BRIEF DESCRIPTION OF THE DRAWINGS
[0016] Referring now to the attached drawings which form a part of
this original disclosure:
[0017] FIG. 1 is a cross-sectional view showing a periphery of an
oil pump of a continuously variable transmission;
[0018] FIG. 2 is a front view showing a seat part viewed from an
oil pump side;
[0019] FIG. 3A is a cross-sectional view showing a state where a
discharge hole and a case-side oil passage are communicated with
each other and an O-ring is assembled in a large diameter part;
[0020] FIG. 3B is a cross-sectional view showing a state where a
discharge hole and a case-side oil passage are communicated with
each other and an O-ring is not fitted in a large diameter
part;
[0021] FIG. 4 is a front view showing a periphery of the seat part
of a continuously variable transmission; and
[0022] FIG. 5 is a view showing a connecting part of oil passages
in the conventional connection structure.
DETAILED DESCRIPTION OF THE PREFERRED EMBODIMENT
[0023] An embodiment of the present invention will be described
with reference to the drawings.
[0024] FIG. 1 is a cross-sectional view showing a periphery of an
oil pump in a continuously variable transmission.

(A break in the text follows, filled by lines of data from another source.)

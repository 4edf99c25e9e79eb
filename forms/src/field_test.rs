use super::*;

#[test]
fn required_fails_on_empty_value() {
    let field = Field::required("username", "add.channel.validation.username");
    assert_eq!(
        field.validator.check(field.value()),
        Some("add.channel.validation.username".to_owned())
    );
}

#[test]
fn required_passes_on_non_empty_value() {
    let field = Field::required("username", "add.channel.validation.username").with_initial("abc");
    assert_eq!(field.validator.check(field.value()), None);
}

#[test]
fn required_accepts_whitespace_only_value() {
    // Length-based check only: "   " counts as filled in.
    let validator = Validator::Required {
        message: "required".to_owned(),
    };
    assert_eq!(validator.check("   "), None);
}

#[test]
fn none_validator_always_passes() {
    assert_eq!(Validator::None.check(""), None);
    assert_eq!(Validator::None.check("anything"), None);
}

#[test]
fn custom_validator_runs_the_given_rule() {
    fn no_spaces(value: &str) -> Option<String> {
        value.contains(' ').then(|| "no-spaces".to_owned())
    }

    let validator = Validator::Custom(no_spaces);
    assert_eq!(validator.check("one two"), Some("no-spaces".to_owned()));
    assert_eq!(validator.check("one"), None);
}

#[test]
fn with_initial_sets_both_initial_and_current_value() {
    let field = Field::new("geo").with_initial("us");
    assert_eq!(field.value(), "us");
    assert_eq!(field.initial, "us");
}

#[test]
fn new_field_starts_without_error() {
    let field = Field::required("name", "required");
    assert_eq!(field.error(), None);
}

[0025] A continuously variable transmission 1 to which power from
an engine is inputted is provided with an input shaft 4 to which
the power from the engine is inputted through a torque converter 3,
a forward/reverse switching mechanism part 9 to switch a rotation
direction of the power which is inputted to the input shaft 4 and a
transmission mechanism part 10 which converts a rotation speed of
the input shaft 4 and transmits the converted rotation to drive
wheels of a vehicle (not shown).
[0026] Further, an oil pump 2 driven by a rotational force of a
sleeve 3a which is disposed coaxially with the input shaft 4 and
connected to an impeller of the torque converter 3 is arranged in
such a way that an oil pump rotation shaft 5 is in parallel to the
input shaft 4.
[0027] Between the torque converter 3 and the forward/reverse
switching mechanism part 9, a drive sprocket 6 is fixed on a
periphery of the sleeve 3a. A chain 8 is wound between and around
the drive sprocket 6 and a driven sprocket 7 fixed on an oil pump
rotation shaft 5 of the oil pump 2, thereby to drive the oil pump
2.
[0028] An end of the oil pump 2 opposite to a side thereof in which
the driven sprocket 7 is provided is connected to a transmission
case 20 of the continuously variable transmission 1 to fix the oil
pump 2 to the transmission case 20.
[0029] An oil strainer 11 is connected to a lower side of the oil
pump 2 and the oil pump 2 pumps oil accumulated on the lower side
of the continuously variable transmission 1 through the oil
strainer 11 and the oil is pressurized by a pressurizing mechanism
part 12 in the oil pump 2 and then discharged through a discharge
hole 13.
[0030] A seat part 22 is formed in the transmission case 20 at a
position where the oil pump 2 is in contact with the transmission
case 20, and a case-side oil passage 21 communicating with the
discharge hole 13 of the oil pump 2 is formed in the seat part 22.
The oil discharged from the discharge hole 13 of the oil pump 2 is
supplied from the case-side oil passage 21 provided in the seat
part 22 to a transmission mechanism part 10 or the like.
[0031] FIG. 2 is a front view showing the seat part 22 viewed from
a side of the oil pump 2. FIG. 3A is a cross-sectional view showing
a state where the discharge hole and the case-side oil passage are
communicated with each other and an O-ring is fitted.
[0032] As shown in FIG. 2, a knock pin hole 26 in which a knock pin
29 for positioning arranged on the same axis as the oil pump
rotation shaft 5 of the oil pump 2 is inserted and the case-side
oil passage 21 are formed in the seat part 22.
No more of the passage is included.